Corporate Director: No More a Soft Touch
| NEW YORK
IT'S hardly surprising that NCR Corporation took out large advertisements last week urging people to call the 19 board members of mighty American Telephone & Telegraph Company - who were individually identified, along with their telephone numbers - to complain about AT&T's hostile takeover effort against NCR. A decade or so ago, shareholders might have been asked to call the home phones of AT&T management - the corporate president, or chief executive officer. Today, corporate boards have assumed more responsibility in determining company plans - reflecting pressure from shareholders to increase stock values.
``Corporate boards have become more assertive, more independent and more serious about their responsibilities,'' says Thomas Neff, president of SpencerStuart, an international executive search firm. ``Boards are also working harder than ever, both in terms of time and projects, because of the more substantive nature of the modern board,'' Mr. Neff says. SpencerStuart has just released a new report on trends within 100 multibillion-dollar US corporations that comprise what the firm calls its SpencerStuart Board Index (SSBI). The report, which is based on proxy data from the years 1980 and 1990, identifies the major changes now occurring in boards at such diverse companies as Boeing, DuPont, Eastman Kodak, Citicorp, General Motors, Merrill Lynch, Raytheon, Texaco, and United Technologies.
According to Mr. Neff, boards ``are smaller and more action-oriented than was the case a decade ago.''
Thus, he says, many corporations are better prepared than ever to handle the economic and technological changes confronting US industry during the next decade. But individual board members find their workload growing, as boards must deal with complicated decisions that were once left to the front office.
Mr. Neff's observations are shared by academic observers. ``It is very tough now to get people to join corporate boards,'' says Robert Hamada, professor of finance at the University of Chicago's Graduate School of Business.
Professor Hamada speaks from personal experience, himself serving on several corporate boards. ``There is a lot of litigation now, and board work is more time-consuming than ever. [Bank boards], for example, are required to meet once a month, whether the board meeting is needed or not.''
And although public interest groups and other activists often prod boards to diversify composition - to include more women, minorities, and independent directors not linked to management - corporate board work is not for everyone, Hamada says. ``A prominent person who can't read an income statement or a balance sheet is absolutely lost'' in board work, he says.

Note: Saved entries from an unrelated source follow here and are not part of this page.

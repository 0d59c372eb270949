//! Externals API client for item-group synchronization

use async_trait::async_trait;
use reqwest::{Client, StatusCode};
use serde::{Deserialize, Serialize};

use crate::application::ports::outbound::{ItemSyncPort, SubmitResponse, SyncApiError};
use crate::domain::entities::{Item, Job};
use crate::domain::value_objects::{ItemGroupId, JobId};
use crate::infrastructure::config::AppConfig;

/// Client for the externals API of a single account
pub struct SaasClient {
    client: Client,
    base_url: String,
    item_group_id: ItemGroupId,
    auth_token: String,
}

impl SaasClient {
    pub fn new(base_url: &str, item_group_id: ItemGroupId, auth_token: impl Into<String>) -> Self {
        Self {
            client: Client::new(),
            base_url: base_url.trim_end_matches('/').to_string(),
            item_group_id,
            auth_token: auth_token.into(),
        }
    }

    pub fn from_config(config: &AppConfig) -> Self {
        Self::new(&config.base_url(), config.item_group_id, config.auth_token.clone())
    }

    fn sync_update_url(&self) -> String {
        format!(
            "{}/item_groups/{}/sync_update",
            self.base_url, self.item_group_id
        )
    }

    fn job_url(&self, job_id: &JobId) -> String {
        format!("{}/jobs/{}", self.base_url, job_id)
    }
}

impl From<reqwest::Error> for SyncApiError {
    fn from(e: reqwest::Error) -> Self {
        SyncApiError::Transport(e.to_string())
    }
}

#[derive(Debug, Serialize)]
struct SyncUpdateRequest<'a> {
    items: &'a [Item],
}

#[derive(Debug, Deserialize)]
struct JobEnvelope {
    job: serde_json::Map<String, serde_json::Value>,
}

/// Decode a job status body, taking `job_id` when the server omits `job.id`
fn decode_job(body: &str, job_id: &JobId) -> Result<Job, SyncApiError> {
    let JobEnvelope { mut job } = serde_json::from_str(body)?;
    if job.get("id").map_or(true, serde_json::Value::is_null) {
        job.insert("id".to_string(), job_id.as_str().into());
    }
    Ok(serde_json::from_value(serde_json::Value::Object(job))?)
}

/// Body of an error response, or a note saying why it could not be read
fn error_body<E: std::fmt::Display>(read: Result<String, E>) -> String {
    match read {
        Ok(body) => body,
        Err(e) => {
            tracing::warn!("Failed to read error response body: {}", e);
            format!("<unreadable response body: {}>", e)
        }
    }
}

#[async_trait]
impl ItemSyncPort for SaasClient {
    async fn sync_update(&self, items: &[Item]) -> Result<SubmitResponse, SyncApiError> {
        let url = self.sync_update_url();
        let request = SyncUpdateRequest { items };

        tracing::info!("Request JSON: {}", serde_json::to_string_pretty(&request)?);
        tracing::info!("Sending POST request to {}", url);

        let response = self
            .client
            .post(&url)
            .bearer_auth(&self.auth_token)
            .json(&request)
            .send()
            .await?;

        let status = response.status().as_u16();
        let body = response.text().await?;

        tracing::info!("Status Code: {}", status);
        tracing::info!("Response Body: {}", body);

        Ok(SubmitResponse { status, body })
    }

    async fn get_job(&self, job_id: &JobId) -> Result<Job, SyncApiError> {
        let url = self.job_url(job_id);
        tracing::info!("Fetching job status: {}", url);

        let response = self
            .client
            .get(&url)
            .bearer_auth(&self.auth_token)
            .send()
            .await?;

        let status = response.status();
        if status != StatusCode::OK {
            let body = error_body(response.text().await);
            tracing::error!("Job status fetch error: {}", status.as_u16());
            return Err(SyncApiError::Status {
                status: status.as_u16(),
                body,
            });
        }

        let body = response.text().await?;
        decode_job(&body, job_id)
    }
}
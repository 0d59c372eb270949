//! Strongly-typed identifiers for the remote catalog

use std::str::FromStr;

use serde::{Deserialize, Serialize};
use uuid::Uuid;

macro_rules! define_uuid_id {
    ($name:ident) => {
        #[derive(Debug, Clone, Copy, PartialEq, Eq, Hash, Serialize, Deserialize)]
        pub struct $name(Uuid);

        impl std::fmt::Display for $name {
            fn fmt(&self, f: &mut std::fmt::Formatter<'_>) -> std::fmt::Result {
                write!(f, "{}", self.0)
            }
        }

        impl FromStr for $name {
            type Err = uuid::Error;

            fn from_str(s: &str) -> Result<Self, Self::Err> {
                Uuid::parse_str(s.trim()).map(Self)
            }
        }
    };
}

define_uuid_id!(AccountId);
define_uuid_id!(ItemGroupId);

/// Opaque job handle issued by the sync endpoint
///
/// The server may send the id as a JSON string or number; both are kept as
/// text and always serialized back as a string.
#[derive(Debug, Clone, PartialEq, Eq, Hash, Serialize, Deserialize)]
#[serde(from = "RawJobId", into = "String")]
pub struct JobId(String);

#[derive(Deserialize)]
#[serde(untagged)]
enum RawJobId {
    Text(String),
    Number(serde_json::Number),
}

impl From<RawJobId> for JobId {
    fn from(raw: RawJobId) -> Self {
        match raw {
            RawJobId::Text(id) => Self(id),
            RawJobId::Number(id) => Self(id.to_string()),
        }
    }
}

impl From<JobId> for String {
    fn from(id: JobId) -> Self {
        id.0
    }
}

impl JobId {
    pub fn new(id: impl Into<String>) -> Self {
        Self(id.into())
    }

    pub fn as_str(&self) -> &str {
        &self.0
    }
}

impl std::fmt::Display for JobId {
    fn fmt(&self, f: &mut std::fmt::Formatter<'_>) -> std::fmt::Result {
        f.write_str(self.as_str())
    }
}

#[cfg(test)]
mod tests {
    use super::*;

    #[test]
    fn test_parse_account_id() {
        let id: AccountId = " 6f1c1f3e-8a4b-4c1e-9d2a-3b5e7f9a1c2d ".parse().unwrap();
        assert_eq!(id.to_string(), "6f1c1f3e-8a4b-4c1e-9d2a-3b5e7f9a1c2d");
    }

    #[test]
    fn test_parse_rejects_non_uuid() {
        assert!("not-a-uuid".parse::<ItemGroupId>().is_err());
        assert!("".parse::<ItemGroupId>().is_err());
    }

    #[test]
    fn test_job_id_is_transparent_in_json() {
        let id: JobId = serde_json::from_str("\"J1\"").unwrap();
        assert_eq!(id.as_str(), "J1");
        assert_eq!(serde_json::to_string(&id).unwrap(), "\"J1\"");
    }

    #[test]
    fn test_job_id_accepts_number() {
        let id: JobId = serde_json::from_str("42").unwrap();
        assert_eq!(id.as_str(), "42");
        assert_eq!(serde_json::to_string(&id).unwrap(), "\"42\"");

        assert!(serde_json::from_str::<JobId>("null").is_err());
        assert!(serde_json::from_str::<JobId>("[1]").is_err());
    }
}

Boards, seeking to become leaner and more responsive, are creating subcommittees on which board members serve, the report shows. Among other findings:
Ten years ago the median board size for the 100 companies on the SSBI was 16. Today, it is 14. Mr. Neff predicts the typical board will have only 12 members by the year 2000.
Boards continue to diversify. Women and minorities are increasingly sought out, says Neff, although the most pronounced change is in the mix of outside (non-management) directors to inside directors. Currently, outside directors have a 3-to-1 ratio or higher over inside directors at 51 of the 100 companies.
Board terms are increasingly set at three years and staggered - to ensure board continuity in case of takeover attempts. The 1990 data shows that almost half the boards on the index now have three-year terms; in 1980, only nine boards did; most had one-year terms.
Boards increasingly have retirement plans for directors; 72 of the 100 companies now have such plans, compared to a dozen in 1980. Moreover, the trend is toward paying part of the retainers for service in company stock, a practice favored by Neff, who says it ties directors to the success of their companies.